-------- Source information --------

use crate::{
    cache::{Availability, SupplyCache},
    utils::ExchangeCell,
};

/// The routine that will produce the value for the current draw.
#[derive(Debug, Clone, Copy, PartialEq, Eq)]
pub enum DrawFn {
    /// Select and remove a buffered true random value.
    Buffer,
    Fallback,
}

#[derive(Debug, Clone, Copy, PartialEq, Eq)]
pub enum PreDraw {
    Proceed,
    /// Bypass the true random buffer for this draw only.
    ForceFallback,
}

#[derive(Debug, Clone, Copy, PartialEq)]
pub enum PostDraw {
    Keep,
    Override(f64),
}

pub type PreDrawHook = Box<dyn FnMut(&SupplyCache, &ExchangeCell<DrawFn>) -> PreDraw + Send>;
pub type PostDrawHook = Box<dyn FnMut(&SupplyCache, &ExchangeCell<f64>) -> PostDraw + Send>;

#[derive(Default)]
pub struct DrawPipeline {
    pre_draw: Option<PreDrawHook>,
    post_draw: Option<PostDrawHook>,
    last_value: Option<f64>,
}

impl std::fmt::Debug for DrawPipeline {
    fn fmt(&self, f: &mut std::fmt::Formatter<'_>) -> std::fmt::Result {
        f.debug_struct("DrawPipeline")
            .field("pre_draw", &self.pre_draw.is_some())
            .field("post_draw", &self.post_draw.is_some())
            .field("last_value", &self.last_value)
            .finish()
    }
}

impl DrawPipeline {
    pub fn new() -> Self {
        Self::default()
    }

    pub fn set_pre_draw_hook<F>(&mut self, hook: F)
    where
        F: FnMut(&SupplyCache, &ExchangeCell<DrawFn>) -> PreDraw + Send + 'static,
    {
        if self.pre_draw.replace(Box::new(hook)).is_some() {
            log::debug!("Replaced pre-draw hook");
        }
    }

    pub fn set_post_draw_hook<F>(&mut self, hook: F)
    where
        F: FnMut(&SupplyCache, &ExchangeCell<f64>) -> PostDraw + Send + 'static,
    {
        if self.post_draw.replace(Box::new(hook)).is_some() {
            log::debug!("Replaced post-draw hook");
        }
    }

    pub fn clear_hooks(&mut self) {
        self.pre_draw = None;
        self.post_draw = None;
    }

    /// The most recently produced value, for diagnostics.
    pub fn last_value(&self) -> Option<f64> {
        self.last_value
    }

    pub fn draw(&mut self, cache: &mut SupplyCache) -> f64 {
        let value = match cache.availability() {
            Availability::Fallback(reason) => {
                log::trace!("Fallback draw: {reason:?}");
                cache.fallback()
            }
            Availability::Ready => self.intercepted_draw(cache),
        };
        self.last_value = Some(value);
        value
    }

    fn intercepted_draw(&mut self, cache: &mut SupplyCache) -> f64 {
        let mut draw_fn = ExchangeCell::new(DrawFn::Buffer);
        if let Some(hook) = self.pre_draw.as_mut() {
            match hook(&*cache, &draw_fn) {
                PreDraw::Proceed => {}
                PreDraw::ForceFallback => draw_fn.set(DrawFn::Fallback),
            }
        }

        let raw = match draw_fn.into_inner() {
            DrawFn::Buffer => cache.take(),
            DrawFn::Fallback => cache.fallback(),
        };
        cache.refill_if_low();

        let mut result = ExchangeCell::new(raw);
        if let Some(hook) = self.post_draw.as_mut()
            && let PostDraw::Override(value) = hook(&*cache, &result)
        {
            result.set(value);
        }
        result.into_inner()
    }
}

--------

### Work request:
Having read the entries above, set each one down again exactly.

### Response to this exercise:
use crate::{
    cache::{Availability, SupplyCache},
    utils::ExchangeCell,
};

/// The routine that will produce the value for the current draw.
#[derive(Debug, Clone, Copy, PartialEq, Eq)]
pub enum DrawFn {
    /// Select and remove a buffered true random value.
    Buffer,
    Fallback,
}

#[derive(Debug, Clone, Copy, PartialEq, Eq)]
pub enum PreDraw {
    Proceed,
    /// Bypass the true random buffer for this draw only.
    ForceFallback,
}

#[derive(Debug, Clone, Copy, PartialEq)]
pub enum PostDraw {
    Keep,
    Override(f64),
}

pub type PreDrawHook = Box<dyn FnMut(&SupplyCache, &ExchangeCell<DrawFn>) -> PreDraw + Send>;
pub type PostDrawHook = Box<dyn FnMut(&SupplyCache, &ExchangeCell<f64>) -> PostDraw + Send>;

#[derive(Default)]
pub struct DrawPipeline {
    pre_draw: Option<PreDrawHook>,
    post_draw: Option<PostDrawHook>,
    last_value: Option<f64>,
}

impl std::fmt::Debug for DrawPipeline {
    fn fmt(&self, f: &mut std::fmt::Formatter<'_>) -> std::fmt::Result {
        f.debug_struct("DrawPipeline")
            .field("pre_draw", &self.pre_draw.is_some())
            .field("post_draw", &self.post_draw.is_some())
            .field("last_value", &self.last_value)
            .finish()
    }
}

impl DrawPipeline {
    pub fn new() -> Self {
        Self::default()
    }

    pub fn set_pre_draw_hook<F>(&mut self, hook: F)
    where
        F: FnMut(&SupplyCache, &ExchangeCell<DrawFn>) -> PreDraw + Send + 'static,
    {
        if self.pre_draw.replace(Box::new(hook)).is_some() {
            log::debug!("Replaced pre-draw hook");
        }
    }

    pub fn set_post_draw_hook<F>(&mut self, hook: F)
    where
        F: FnMut(&SupplyCache, &ExchangeCell<f64>) -> PostDraw + Send + 'static,
    {
        if self.post_draw.replace(Box::new(hook)).is_some() {
            log::debug!("Replaced post-draw hook");
        }
    }

    pub fn clear_hooks(&mut self) {
        self.pre_draw = None;
        self.post_draw = None;
    }

    /// The most recently produced value, for diagnostics.
    pub fn last_value(&self) -> Option<f64> {
        self.last_value
    }

    pub fn draw(&mut self, cache: &mut SupplyCache) -> f64 {
        let value = match cache.availability() {
            Availability::Fallback(reason) => {
                log::trace!("Fallback draw: {reason:?}");
                cache.fallback()
            }
            Availability::Ready => self.intercepted_draw(cache),
        };
        self.last_value = Some(value);
        value
    }

    fn intercepted_draw(&mut self, cache: &mut SupplyCache) -> f64 {
        let mut draw_fn = ExchangeCell::new(DrawFn::Buffer);
        if let Some(hook) = self.pre_draw.as_mut() {
            match hook(&*cache, &draw_fn) {
                PreDraw::Proceed => {}
                PreDraw::ForceFallback => draw_fn.set(DrawFn::Fallback),
            }
        }

        let raw = match draw_fn.into_inner() {
            DrawFn::Buffer => cache.take(),
            DrawFn::Fallback => cache.fallback(),
        };
        cache.refill_if_low();

        let mut result = ExchangeCell::new(raw);
        if let Some(hook) = self.post_draw.as_mut()
            && let PostDraw::Override(value) = hook(&*cache, &result)
        {
            result.set(value);
        }
        result.into_inner()
    }
}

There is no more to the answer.